● **WHAT TO DO**
Reproduce the data shown below exactly.
----- SUPPLIED DATA
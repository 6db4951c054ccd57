// Copyright (C) 2026  Caprica Software Limited
//
// This program is free software: you can redistribute it and/or modify
// it under the terms of the GNU General Public License as published by
// the Free Software Foundation, either version 3 of the License, or
// (at your option) any later version.
//
// This program is distributed in the hope that it will be useful,
// but WITHOUT ANY WARRANTY; without even the implied warranty of
// MERCHANTABILITY or FITNESS FOR A PARTICULAR PURPOSE.  See the
// GNU General Public License for more details.
//
// You should have received a copy of the GNU General Public License
// along with this program.  If not, see <https://www.gnu.org/licenses/>.

//! Filter and pagination state.
//!
//! These are the values that fully determine which slice of the catalogue is
//! requested and displayed, along with the patch type used to change them.

use std::{fmt, str::FromStr};

pub(crate) const FIRST_PAGE: u32 = 1;

/// The artist role filter, absent meaning "all".
#[derive(Debug, Clone, Copy, Eq, PartialEq, Hash)]
pub(crate) enum ArtistType {
    Composer,
    Performer,
    Primary,
}

impl ArtistType {
    pub(crate) const ALL: [ArtistType; 3] =
        [ArtistType::Composer, ArtistType::Performer, ArtistType::Primary];

    /// The value used for the `type` key, both in the location and in the
    /// catalogue request.
    pub(crate) fn as_str(&self) -> &'static str {
        match self {
            ArtistType::Composer => "is_composer",
            ArtistType::Performer => "is_performer",
            ArtistType::Primary => "is_primary",
        }
    }

    pub(crate) fn label(&self) -> &'static str {
        match self {
            ArtistType::Composer => "Composer",
            ArtistType::Performer => "Performer",
            ArtistType::Primary => "Primary",
        }
    }

    /// Steps through "all" and every type, in menu order.
    pub(crate) fn cycle(current: Option<ArtistType>) -> Option<ArtistType> {
        match current {
            None => Some(ArtistType::Composer),
            Some(ArtistType::Composer) => Some(ArtistType::Performer),
            Some(ArtistType::Performer) => Some(ArtistType::Primary),
            Some(ArtistType::Primary) => None,
        }
    }

    pub(crate) fn cycle_back(current: Option<ArtistType>) -> Option<ArtistType> {
        match current {
            None => Some(ArtistType::Primary),
            Some(ArtistType::Primary) => Some(ArtistType::Performer),
            Some(ArtistType::Performer) => Some(ArtistType::Composer),
            Some(ArtistType::Composer) => None,
        }
    }
}

impl FromStr for ArtistType {
    type Err = ();

    fn from_str(s: &str) -> Result<Self, Self::Err> {
        match s {
            "is_composer" => Ok(ArtistType::Composer),
            "is_performer" => Ok(ArtistType::Performer),
            "is_primary" => Ok(ArtistType::Primary),
            _ => Err(()),
        }
    }
}

/// A single uppercase ASCII letter used as an initial filter.
#[derive(Debug, Clone, Copy, Eq, PartialEq, Hash)]
pub(crate) struct Letter(char);

impl Letter {
    /// Accepts `a`-`z` and `A`-`Z`, normalised to uppercase.
    pub(crate) fn new(c: char) -> Option<Self> {
        c.is_ascii_alphabetic().then(|| Self(c.to_ascii_uppercase()))
    }

    pub(crate) fn all() -> impl Iterator<Item = Letter> {
        ('A'..='Z').map(Letter)
    }

    pub(crate) fn as_char(&self) -> char {
        self.0
    }
}

impl FromStr for Letter {
    type Err = ();

    fn from_str(s: &str) -> Result<Self, Self::Err> {
        let mut chars = s.chars();
        match (chars.next(), chars.next()) {
            (Some(c), None) => Letter::new(c).ok_or(()),
            _ => Err(()),
        }
    }
}

impl fmt::Display for Letter {
    fn fmt(&self, f: &mut fmt::Formatter<'_>) -> fmt::Result {
        write!(f, "{}", self.0)
    }
}

#[derive(Debug, Clone, Eq, PartialEq)]
pub(crate) struct FilterState {
    pub(crate) page: u32,
    pub(crate) search: Option<String>,
    pub(crate) letter: Option<Letter>,
    pub(crate) artist_type: Option<ArtistType>,
}

impl Default for FilterState {
    fn default() -> Self {
        Self {
            page: FIRST_PAGE,
            search: None,
            letter: None,
            artist_type: None,
        }
    }
}

/// A change to a single location key.
#[derive(Debug, Clone, Default, Eq, PartialEq)]
pub(crate) enum Change<T> {
    #[default]
    Keep,
    Set(T),
    Clear,
}

impl<T> Change<T> {
    /// `Set` for a present value, `Clear` for an absent one.
    pub(crate) fn from_option(value: Option<T>) -> Self {
        match value {
            Some(v) => Change::Set(v),
            None => Change::Clear,
        }
    }
}

/// A patch applied to the location through the codec.
#[derive(Debug, Clone, Default, Eq, PartialEq)]
pub(crate) struct FilterUpdate {
    pub(crate) page: Change<u32>,
    pub(crate) search: Change<String>,
    pub(crate) letter: Change<Letter>,
    pub(crate) artist_type: Change<ArtistType>,
}

impl FilterUpdate {
    /// The patch that writes every field of `state`.
    pub(crate) fn replace(state: &FilterState) -> Self {
        Self {
            page: Change::Set(state.page),
            search: Change::from_option(state.search.clone()),
            letter: Change::from_option(state.letter),
            artist_type: Change::from_option(state.artist_type),
        }
    }

    pub(crate) fn first_page() -> Self {
        Self {
            page: Change::Set(FIRST_PAGE),
            ..Self::default()
        }
    }

    pub(crate) fn with_search(mut self, search: Change<String>) -> Self {
        self.search = search;
        self
    }

    pub(crate) fn with_letter(mut self, letter: Change<Letter>) -> Self {
        self.letter = letter;
        self
    }

    pub(crate) fn with_artist_type(mut self, artist_type: Change<ArtistType>) -> Self {
        self.artist_type = artist_type;
        self
    }
}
----------
● **ANSWER BOX**
repository 6db4951c054ccd57
// Copyright (C) 2026  Caprica Software Limited
//
// This program is free software: you can redistribute it and/or modify
// it under the terms of the GNU General Public License as published by
// the Free Software Foundation, either version 3 of the License, or
// (at your option) any later version.
//
// This program is distributed in the hope that it will be useful,
// but WITHOUT ANY WARRANTY; without even the implied warranty of
// MERCHANTABILITY or FITNESS FOR A PARTICULAR PURPOSE.  See the
// GNU General Public License for more details.
//
// You should have received a copy of the GNU General Public License
// along with this program.  If not, see <https://www.gnu.org/licenses/>.

//! Filter and pagination state.
//!
//! These are the values that fully determine which slice of the catalogue is
//! requested and displayed, along with the patch type used to change them.

use std::{fmt, str::FromStr};

pub(crate) const FIRST_PAGE: u32 = 1;

/// The artist role filter, absent meaning "all".
#[derive(Debug, Clone, Copy, Eq, PartialEq, Hash)]
pub(crate) enum ArtistType {
    Composer,
    Performer,
    Primary,
}

impl ArtistType {
    pub(crate) const ALL: [ArtistType; 3] =
        [ArtistType::Composer, ArtistType::Performer, ArtistType::Primary];

    /// The value used for the `type` key, both in the location and in the
    /// catalogue request.
    pub(crate) fn as_str(&self) -> &'static str {
        match self {
            ArtistType::Composer => "is_composer",
            ArtistType::Performer => "is_performer",
            ArtistType::Primary => "is_primary",
        }
    }

    pub(crate) fn label(&self) -> &'static str {
        match self {
            ArtistType::Composer => "Composer",
            ArtistType::Performer => "Performer",
            ArtistType::Primary => "Primary",
        }
    }

    /// Steps through "all" and every type, in menu order.
    pub(crate) fn cycle(current: Option<ArtistType>) -> Option<ArtistType> {
        match current {
            None => Some(ArtistType::Composer),
            Some(ArtistType::Composer) => Some(ArtistType::Performer),
            Some(ArtistType::Performer) => Some(ArtistType::Primary),
            Some(ArtistType::Primary) => None,
        }
    }

    pub(crate) fn cycle_back(current: Option<ArtistType>) -> Option<ArtistType> {
        match current {
            None => Some(ArtistType::Primary),
            Some(ArtistType::Primary) => Some(ArtistType::Performer),
            Some(ArtistType::Performer) => Some(ArtistType::Composer),
            Some(ArtistType::Composer) => None,
        }
    }
}

impl FromStr for ArtistType {
    type Err = ();

    fn from_str(s: &str) -> Result<Self, Self::Err> {
        match s {
            "is_composer" => Ok(ArtistType::Composer),
            "is_performer" => Ok(ArtistType::Performer),
            "is_primary" => Ok(ArtistType::Primary),
            _ => Err(()),
        }
    }
}

/// A single uppercase ASCII letter used as an initial filter.
#[derive(Debug, Clone, Copy, Eq, PartialEq, Hash)]
pub(crate) struct Letter(char);

impl Letter {
    /// Accepts `a`-`z` and `A`-`Z`, normalised to uppercase.
    pub(crate) fn new(c: char) -> Option<Self> {
        c.is_ascii_alphabetic().then(|| Self(c.to_ascii_uppercase()))
    }

    pub(crate) fn all() -> impl Iterator<Item = Letter> {
        ('A'..='Z').map(Letter)
    }

    pub(crate) fn as_char(&self) -> char {
        self.0
    }
}

impl FromStr for Letter {
    type Err = ();

    fn from_str(s: &str) -> Result<Self, Self::Err> {
        let mut chars = s.chars();
        match (chars.next(), chars.next()) {
            (Some(c), None) => Letter::new(c).ok_or(()),
            _ => Err(()),
        }
    }
}

impl fmt::Display for Letter {
    fn fmt(&self, f: &mut fmt::Formatter<'_>) -> fmt::Result {
        write!(f, "{}", self.0)
    }
}

#[derive(Debug, Clone, Eq, PartialEq)]
pub(crate) struct FilterState {
    pub(crate) page: u32,
    pub(crate) search: Option<String>,
    pub(crate) letter: Option<Letter>,
    pub(crate) artist_type: Option<ArtistType>,
}

impl Default for FilterState {
    fn default() -> Self {
        Self {
            page: FIRST_PAGE,
            search: None,
            letter: None,
            artist_type: None,
        }
    }
}

/// A change to a single location key.
#[derive(Debug, Clone, Default, Eq, PartialEq)]
pub(crate) enum Change<T> {
    #[default]
    Keep,
    Set(T),
    Clear,
}

impl<T> Change<T> {
    /// `Set` for a present value, `Clear` for an absent one.
    pub(crate) fn from_option(value: Option<T>) -> Self {
        match value {
            Some(v) => Change::Set(v),
            None => Change::Clear,
        }
    }
}

/// A patch applied to the location through the codec.
#[derive(Debug, Clone, Default, Eq, PartialEq)]
pub(crate) struct FilterUpdate {
    pub(crate) page: Change<u32>,
    pub(crate) search: Change<String>,
    pub(crate) letter: Change<Letter>,
    pub(crate) artist_type: Change<ArtistType>,
}

impl FilterUpdate {
    /// The patch that writes every field of `state`.
    pub(crate) fn replace(state: &FilterState) -> Self {
        Self {
            page: Change::Set(state.page),
            search: Change::from_option(state.search.clone()),
            letter: Change::from_option(state.letter),
            artist_type: Change::from_option(state.artist_type),
        }
    }

    pub(crate) fn first_page() -> Self {
        Self {
            page: Change::Set(FIRST_PAGE),
            ..Self::default()
        }
    }

    pub(crate) fn with_search(mut self, search: Change<String>) -> Self {
        self.search = search;
        self
    }

    pub(crate) fn with_letter(mut self, letter: Change<Letter>) -> Self {
        self.letter = letter;
        self
    }

    pub(crate) fn with_artist_type(mut self, artist_type: Change<ArtistType>) -> Self {
        self.artist_type = artist_type;
        self
    }
}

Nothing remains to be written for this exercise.